Portal Community

Recommended Alert Rules

HighInteractionTimeoutRate

Severity: critical For: 5m
expr: |
  100 * (
    sum(rate(interaction_timeout_total[5m]))
    /
    sum(rate(interaction_published_total[5m]))
  ) > 15
annotations:
  summary: "Interaction timeout rate critically high ({{ $value | printf \"%.1f\" }}%)"
  description: "More than 15% of interactions are timing out. This indicates a delivery failure or systemic user absence."

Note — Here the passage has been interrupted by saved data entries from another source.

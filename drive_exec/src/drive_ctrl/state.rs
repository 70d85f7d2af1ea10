//! Drive control module state

// ---------------------------------------------------------------------------
// IMPORTS
// ---------------------------------------------------------------------------

// External
use log::{debug, trace};
use serde::Serialize;

// Internal
use super::*;
use super::params::validate_gains;
use util::{maths, module::State, params as util_params};

// ---------------------------------------------------------------------------
// DATA STRUCTURES
// ---------------------------------------------------------------------------

/// Drive control module state.
///
/// Owns the steering and speed controllers. Every call to `proc_cycle`
/// mutates both, so a single instance must only be driven from one place.
#[derive(Debug, Clone)]
pub struct DriveCtrl {
    params: Params,

    /// Cross track error controller, produces the steering demand
    steer_ctrl: PidController,

    /// Speed error controller, produces the throttle demand
    speed_ctrl: PidController
}

/// The status report containing various monitoring quantities and flags.
#[derive(Debug, Default, Copy, Clone, Serialize)]
pub struct StatusReport {
    /// Steering correction before shaping (after speed normalisation)
    pub steer_correction: f64,

    /// Factor the steering controller output was divided by
    pub steer_norm_factor: f64,

    /// True if the speed was below `min_norm_speed` and replaced by it
    pub norm_speed_guard_applied: bool,

    /// Speed the throttle controller aimed for
    pub target_speed: f64,

    /// Penalty applied by the speed policy
    pub speed_penalty: f64,

    /// Difference between the target and current speeds
    pub speed_error: f64,

    /// Throttle correction before scaling and shaping
    pub throttle_correction: f64,

    /// True if the reported steering angle is beyond the physical maximum
    pub steer_angle_limit_exceeded: bool,

    /// True if the target speed fell below the policy's floor speed
    pub target_below_floor: bool
}

// ---------------------------------------------------------------------------
// IMPLEMENTATIONS
// ---------------------------------------------------------------------------

impl State for DriveCtrl {
    type InitData = Params;
    type InitError = DriveCtrlError;

    type InputData = Telemetry;
    type OutputData = DriveCmd;
    type StatusReport = StatusReport;
    type ProcError = DriveCtrlError;

    /// Initialise the DriveCtrl module from a set of parameters.
    fn init(init_data: Self::InitData) -> Result<Self, Self::InitError> {
        Self::new(init_data)
    }

    /// Process one cycle using the speed policy set in the parameters.
    fn proc(&mut self, input_data: &Self::InputData)
        -> Result<(Self::OutputData, Self::StatusReport), Self::ProcError> 
    {
        let policy = self.params.speed_policy;
        self.proc_cycle(input_data, policy)
    }
}

impl DriveCtrl {
    /// Create a new instance from the given parameters.
    ///
    /// The parameters are validated before anything else happens.
    pub fn new(params: Params) -> Result<Self, DriveCtrlError> {
        params.validate()?;

        debug!("DriveCtrl parameters: {:?}", params);

        Ok(Self {
            steer_ctrl: PidController::new(&params.steer_gains),
            speed_ctrl: PidController::new(&params.speed_gains),
            params
        })
    }

    /// Create a new instance from a parameter file relative to the params
    /// directory.
    pub fn from_params_file(params_path: &str) -> Result<Self, DriveCtrlError> {
        let params: Params = util_params::load(params_path)
            .map_err(DriveCtrlError::ParamLoadError)?;

        Self::new(params)
    }

    /// Reinitialise both controllers with new gains, clearing their state.
    pub fn reset_controllers(
        &mut self, 
        steer_gains: PidGains, 
        speed_gains: PidGains
    ) -> Result<(), DriveCtrlError> {
        validate_gains("steer_gains", &steer_gains)?;
        validate_gains("speed_gains", &speed_gains)?;

        self.steer_ctrl.init(&steer_gains);
        self.speed_ctrl.init(&speed_gains);
        self.params.steer_gains = steer_gains;
        self.params.speed_gains = speed_gains;

        debug!("DriveCtrl controllers reset");

        Ok(())
    }

    /// Run one control cycle.
    ///
    /// Processing involves:
    ///  1. Updating the steering controller with the cross track error
    ///  1. Normalising the steering correction by speed and shaping it
    ///  1. Computing the target speed using `policy`
    ///  1. Updating the speed controller with the speed error
    ///  1. Scaling and shaping the throttle correction
    ///
    /// If the telemetry or any intermediate value is not finite the cycle is
    /// rejected and both controllers are left as they were before the call.
    pub fn proc_cycle(
        &mut self, 
        telem: &Telemetry, 
        policy: SpeedPolicy
    ) -> Result<(DriveCmd, StatusReport), DriveCtrlError> {
        if !telem.is_finite() {
            return Err(DriveCtrlError::NonFiniteTelemetry(*telem))
        }

        let steer_ctrl = self.steer_ctrl.clone();
        let speed_ctrl = self.speed_ctrl.clone();

        let res = self.run_cycle(telem, policy);

        if let Err(ref e) = res {
            debug!("Cycle rejected, restoring controller state: {}", e);
            self.steer_ctrl = steer_ctrl;
            self.speed_ctrl = speed_ctrl;
        }

        res
    }

    /// Get the parameters this instance is using.
    pub fn params(&self) -> &Params {
        &self.params
    }

    /// Get the steering controller.
    pub fn steer_ctrl(&self) -> &PidController {
        &self.steer_ctrl
    }

    /// Get the speed controller.
    pub fn speed_ctrl(&self) -> &PidController {
        &self.speed_ctrl
    }

    fn run_cycle(
        &mut self, 
        telem: &Telemetry, 
        policy: SpeedPolicy
    ) -> Result<(DriveCmd, StatusReport), DriveCtrlError> {
        let mut report = StatusReport::default();

        report.steer_angle_limit_exceeded = 
            telem.steering_angle.abs() > self.params.max_steer_angle_deg;
        if report.steer_angle_limit_exceeded {
            trace!(
                "Steering angle {} beyond the {} deg limit",
                telem.steering_angle, 
                self.params.max_steer_angle_deg
            );
        }

        // ---- STEERING ----

        self.steer_ctrl.update(telem.cte);

        // Steer more gently at higher speeds. The speed is floored so the
        // factor stays away from zero.
        let norm_speed = if telem.speed < self.params.min_norm_speed {
            report.norm_speed_guard_applied = true;
            self.params.min_norm_speed
        }
        else {
            telem.speed
        };
        report.steer_norm_factor = norm_speed / self.params.steer_norm_speed_divisor;
        report.steer_correction = self.steer_ctrl.total_correction() / report.steer_norm_factor;

        if !report.steer_correction.is_finite() {
            return Err(DriveCtrlError::NonFiniteCorrection("steering correction"))
        }

        let steer = shaper::shape(report.steer_correction);

        // ---- SPEED ----

        let target = policy.target_speed(&self.params, telem.cte, telem.speed, steer);
        report.target_speed = target.target_speed;
        report.speed_penalty = target.penalty;
        report.target_below_floor = target.target_speed < target.floor_speed;

        if !maths::all_finite(&[target.target_speed, target.penalty]) {
            return Err(DriveCtrlError::NonFiniteCorrection("target speed"))
        }
        if report.target_below_floor {
            trace!(
                "Target speed {} below the {:?} floor of {}",
                target.target_speed, 
                policy, 
                target.floor_speed
            );
        }

        report.speed_error = target.target_speed - telem.speed;
        self.speed_ctrl.update(report.speed_error);

        report.throttle_correction = -1f64 * self.speed_ctrl.total_correction();

        if !report.throttle_correction.is_finite() {
            return Err(DriveCtrlError::NonFiniteCorrection("throttle correction"))
        }

        let throttle = shaper::shape(report.throttle_correction / self.params.throttle_scale);

        trace!("DriveCtrl report: {:?}", report);

        Ok((DriveCmd { steer, throttle }, report))
    }
}
//! Generic logger utility functions

// ---------------------------------------------------------------------------
// IMPORTS
// ---------------------------------------------------------------------------

// External imports
use log::{self, info};
use colored::{ColoredString, Colorize};
use thiserror::Error;

// Internal imports
use crate::session;

// Re-exports
pub use log::LevelFilter;

// ---------------------------------------------------------------------------
// ENUMERATIONS
// ---------------------------------------------------------------------------

/// Errors associated with initialising the logger.
#[derive(Debug, Error)]
pub enum LoggerInitError {
    #[error("Expected a log level less than `INFO`, found `{0}`")]
    InvalidMinLogLevel(log::LevelFilter),

    #[error("Error initialising the log file: {0}")]
    LogFileInitError(std::io::Error),

    #[error("An error occured while setting up the logger: {0}")]
    FernInitError(log::SetLoggerError)
}

// ---------------------------------------------------------------------------
// PUBLIC FUNCTIONS
// ---------------------------------------------------------------------------

/// Initialise the logger for this execution.
/// 
/// # Notes
/// 
/// - `min_level` must be greater than `log::Level::Info`.
/// - `module_levels` caps the level of individual targets, for instance to
///   keep per-cycle control traces out of the terminal.
/// - Terminal output goes to stderr with coloured level tags, stdout is
///   reserved for the simulator reply channel. The session log file gets the
///   same lines without colour codes.
/// 
/// # Safety
/// 
/// - This function must only be called once to prevent corrupting logs.
pub fn logger_init(
    min_level: self::LevelFilter, 
    module_levels: &[(&'static str, LevelFilter)],
    session: &session::Session
) -> Result<(), LoggerInitError> {

    if min_level < log::Level::Info {
        return Err(LoggerInitError::InvalidMinLogLevel(min_level))
    }

    let log_file = fern::log_file(session.log_file_path.clone())
        .map_err(LoggerInitError::LogFileInitError)?;

    let mut dispatch = fern::Dispatch::new().level(min_level);
    for &(module, level) in module_levels {
        dispatch = dispatch.level_for(module, level);
    }

    dispatch
        .chain(
            fern::Dispatch::new()
                .format(|out, message, record| {
                    out.finish(format_args!(
                        "{}", 
                        format_line(record, level_to_str(record.level()), message)
                    ))
                })
                .chain(std::io::stderr())
        )
        .chain(
            fern::Dispatch::new()
                .format(|out, message, record| {
                    out.finish(format_args!(
                        "{}", 
                        format_line(record, level_to_plain_str(record.level()), message)
                    ))
                })
                .chain(log_file)
        )
        .apply()
        .map_err(LoggerInitError::FernInitError)?;
    
    info!("Logging initialised");
    info!("    Session epoch: {}", session::get_epoch());
    info!("    Log level: {:?}", min_level);
    for (module, level) in module_levels {
        info!("    Log level for {}: {:?}", module, level);
    }
    info!("    Log file path: {:?}", session.log_file_path);

    Ok(())
}

// ---------------------------------------------------------------------------
// PRIVATE FUNCTIONS
// ---------------------------------------------------------------------------

/// Build one log line.
///
/// Debug and trace lines include the target, the others don't.
fn format_line<L: std::fmt::Display>(
    record: &log::Record, 
    level: L, 
    message: &std::fmt::Arguments
) -> String {
    if record.level() > log::Level::Info {
        format!(
            "[{:10.6} {}] {}: {}",
            session::get_elapsed_seconds(),
            level,
            record.target(),
            message
        )
    }
    else {
        format!(
            "[{:10.6} {}] {}",
            session::get_elapsed_seconds(),
            level,
            message
        )
    }
}

/// Get the coloured terminal representation of a log level
fn level_to_str(level: log::Level) -> ColoredString {
    match level {
        log::Level::Trace => "TRC".dimmed().italic(),
        log::Level::Debug => "DBG".dimmed(),
        log::Level::Info  => "INF".normal(),
        log::Level::Warn  => "WRN".yellow(),
        log::Level::Error => "ERR".red().bold()
    }
}

/// Get the plain log file representation of a log level
fn level_to_plain_str(level: log::Level) -> &'static str {
    match level {
        log::Level::Trace => "TRC",
        log::Level::Debug => "DBG",
        log::Level::Info  => "INF",
        log::Level::Warn  => "WRN",
        log::Level::Error => "ERR"
    }
}

#[cfg(test)]
mod test {
    use super::*;

    #[test]
    fn test_level_strings() {
        assert!(level_to_str(log::Level::Warn).to_string().contains("WRN"));
        assert_eq!(level_to_str(log::Level::Info).to_string(), "INF");
        assert_eq!(level_to_plain_str(log::Level::Error), "ERR");
        assert_eq!(level_to_plain_str(log::Level::Trace), "TRC");
    }

    #[test]
    fn test_format_line_target() {
        let line = format_line(
            &log::Record::builder()
                .level(log::Level::Debug)
                .target("drive_lib::drive_ctrl")
                .args(format_args!("cycle rejected"))
                .build(),
            "DBG",
            &format_args!("cycle rejected")
        );
        assert!(line.ends_with("DBG] drive_lib::drive_ctrl: cycle rejected"));

        let line = format_line(
            &log::Record::builder()
                .level(log::Level::Warn)
                .target("drive_lib::drive_ctrl")
                .args(format_args!("cycle rejected"))
                .build(),
            "WRN",
            &format_args!("cycle rejected")
        );
        assert!(line.ends_with("WRN] cycle rejected"));
    }
}
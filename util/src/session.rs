//! Session management
//!
//! A session is a single run of an executable. Each session gets its own
//! directory containing the log file and the archives written during the run.

// ---------------------------------------------------------------------------
// IMPORTS
// ---------------------------------------------------------------------------

// External imports
use chrono::{DateTime, Utc};
use conquer_once::OnceCell;
use std::fs;
use std::path::PathBuf;
use thiserror::Error;

// Internal imports
use crate::time;

// ---------------------------------------------------------------------------
// STATICS
// ---------------------------------------------------------------------------

static SESSION_EPOCH: OnceCell<DateTime<Utc>> = OnceCell::uninit();

// ---------------------------------------------------------------------------
// CONSTANTS
// ---------------------------------------------------------------------------

/// A chrono format string which diplays a timestamp. See
/// https://docs.rs/chrono/0.4.11/chrono/format/strftime/index.html for more
/// information.
const TIMESTAMP_FORMAT: &str = "%Y%m%d_%H%M%S";

// ---------------------------------------------------------------------------
// DATA STRUCTURES
// ---------------------------------------------------------------------------

/// A struct storing information about the current session
#[derive(Clone, Debug)]
pub struct Session {
    /// The root directory for this session
    pub session_root: PathBuf,

    /// The root directory for this session's archives
    pub arch_root: PathBuf,

    /// The path to the session's log file
    pub log_file_path: PathBuf,
}

// ---------------------------------------------------------------------------
// ENUMERATIONS
// ---------------------------------------------------------------------------

/// Possible errors associated with the session module.
#[derive(Error, Debug)]
pub enum SessionError {
    #[error("The software root environment variable (DRIVE_SW_ROOT) is not set")]
    SwRootNotSet,

    #[error("Cannot create the session directory: {0}")]
    CannotCreateDir(std::io::Error),

    #[error(
        "Cannot initialise the session epoch, have you already initialised the\
         session? (conquer_once error: {0})"
    )]
    CannotInitEpoch(conquer_once::TryInitError),

    #[error("Cannot get the epoch time, did you forget to initialise the session?")]
    CannotGetEpoch,
}

// ---------------------------------------------------------------------------
// IMPLEMENTATIONS
// ---------------------------------------------------------------------------

impl Session {
    /// Start a new session within the given directory.
    ///
    /// This will create a new session directory named `{exec_name}_{timestamp}`
    /// under `$DRIVE_SW_ROOT/{sessions_dir}`.
    pub fn new(exec_name: &str, sessions_dir: &str) -> Result<Self, SessionError> {
        // Get the root directory
        let root = crate::host::get_sw_root().map_err(|_| SessionError::SwRootNotSet)?;

        let mut sessions_path = root;
        sessions_path.push(sessions_dir);

        Self::new_in(exec_name, sessions_path)
    }

    /// Start a new session inside an explicit sessions directory.
    pub fn new_in(exec_name: &str, sessions_path: PathBuf) -> Result<Self, SessionError> {
        // Set the session epoch
        SESSION_EPOCH
            .try_init_once(Utc::now)
            .map_err(SessionError::CannotInitEpoch)?;

        // Format the session epoch as a timestamp
        let timestamp = match SESSION_EPOCH.get() {
            Some(e) => e.format(TIMESTAMP_FORMAT),
            None => return Err(SessionError::CannotGetEpoch),
        };

        // Create the session path
        let mut path = sessions_path;
        path.push(format!("{}_{}", exec_name, timestamp));

        // Create the directory
        fs::create_dir_all(&path).map_err(SessionError::CannotCreateDir)?;

        // Create the archive dir
        let arch_path = path.join("arch");
        fs::create_dir_all(&arch_path).map_err(SessionError::CannotCreateDir)?;

        // Create the log file path
        let log_file_path = path.join(format!("{}.log", exec_name));

        Ok(Session {
            session_root: path,
            arch_root: arch_path,
            log_file_path,
        })
    }
}

// ---------------------------------------------------------------------------
// PUBLIC FUNCTIONS
// ---------------------------------------------------------------------------

/// Get the number of seconds elapsed since the start of the session.
///
/// Returns NaN if the session has not been started yet.
pub fn get_elapsed_seconds() -> f64 {
    match SESSION_EPOCH.get() {
        Some(e) => {
            let elapsed = Utc::now() - *e;
            time::duration_to_seconds(elapsed).unwrap_or(f64::NAN)
        }
        None => f64::NAN,
    }
}

/// Return a reference to the session's epoch.
///
/// # Panics
/// - This function will panic if the session epoch has not been
///   initialised, which is performed on creating a new Session instance.
pub fn get_epoch() -> &'static DateTime<Utc> {
    match SESSION_EPOCH.get() {
        Some(e) => e,
        None => panic!("Cannot get the session epoch!"),
    }
}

ElevatedInteractionTimeoutRate

Severity: warning For: 5m
expr: |
  100 * (
    sum(rate(interaction_timeout_total[5m]))
    /
    sum(rate(interaction_published_total[5m]))
  ) > 5
annotations:
  summary: "Interaction timeout rate elevated ({{ $value | printf \"%.1f\" }}%)"
  description: "More than 5% of interactions are timing out. Monitor for further increase."

SlowApprovalResponseTime

Severity: warning For: 15m
expr: |
  histogram_quantile(0.95,
    sum(rate(interaction_response_time_ms_bucket{type="approval"}[15m]))
    by (le)
  ) > 14400000  # 4 hours in ms
annotations:
  summary: "Approval response P95 exceeds 4 hours"
  description: "95% of approvals are taking longer than 4 hours. Review pending approvals and escalation policy."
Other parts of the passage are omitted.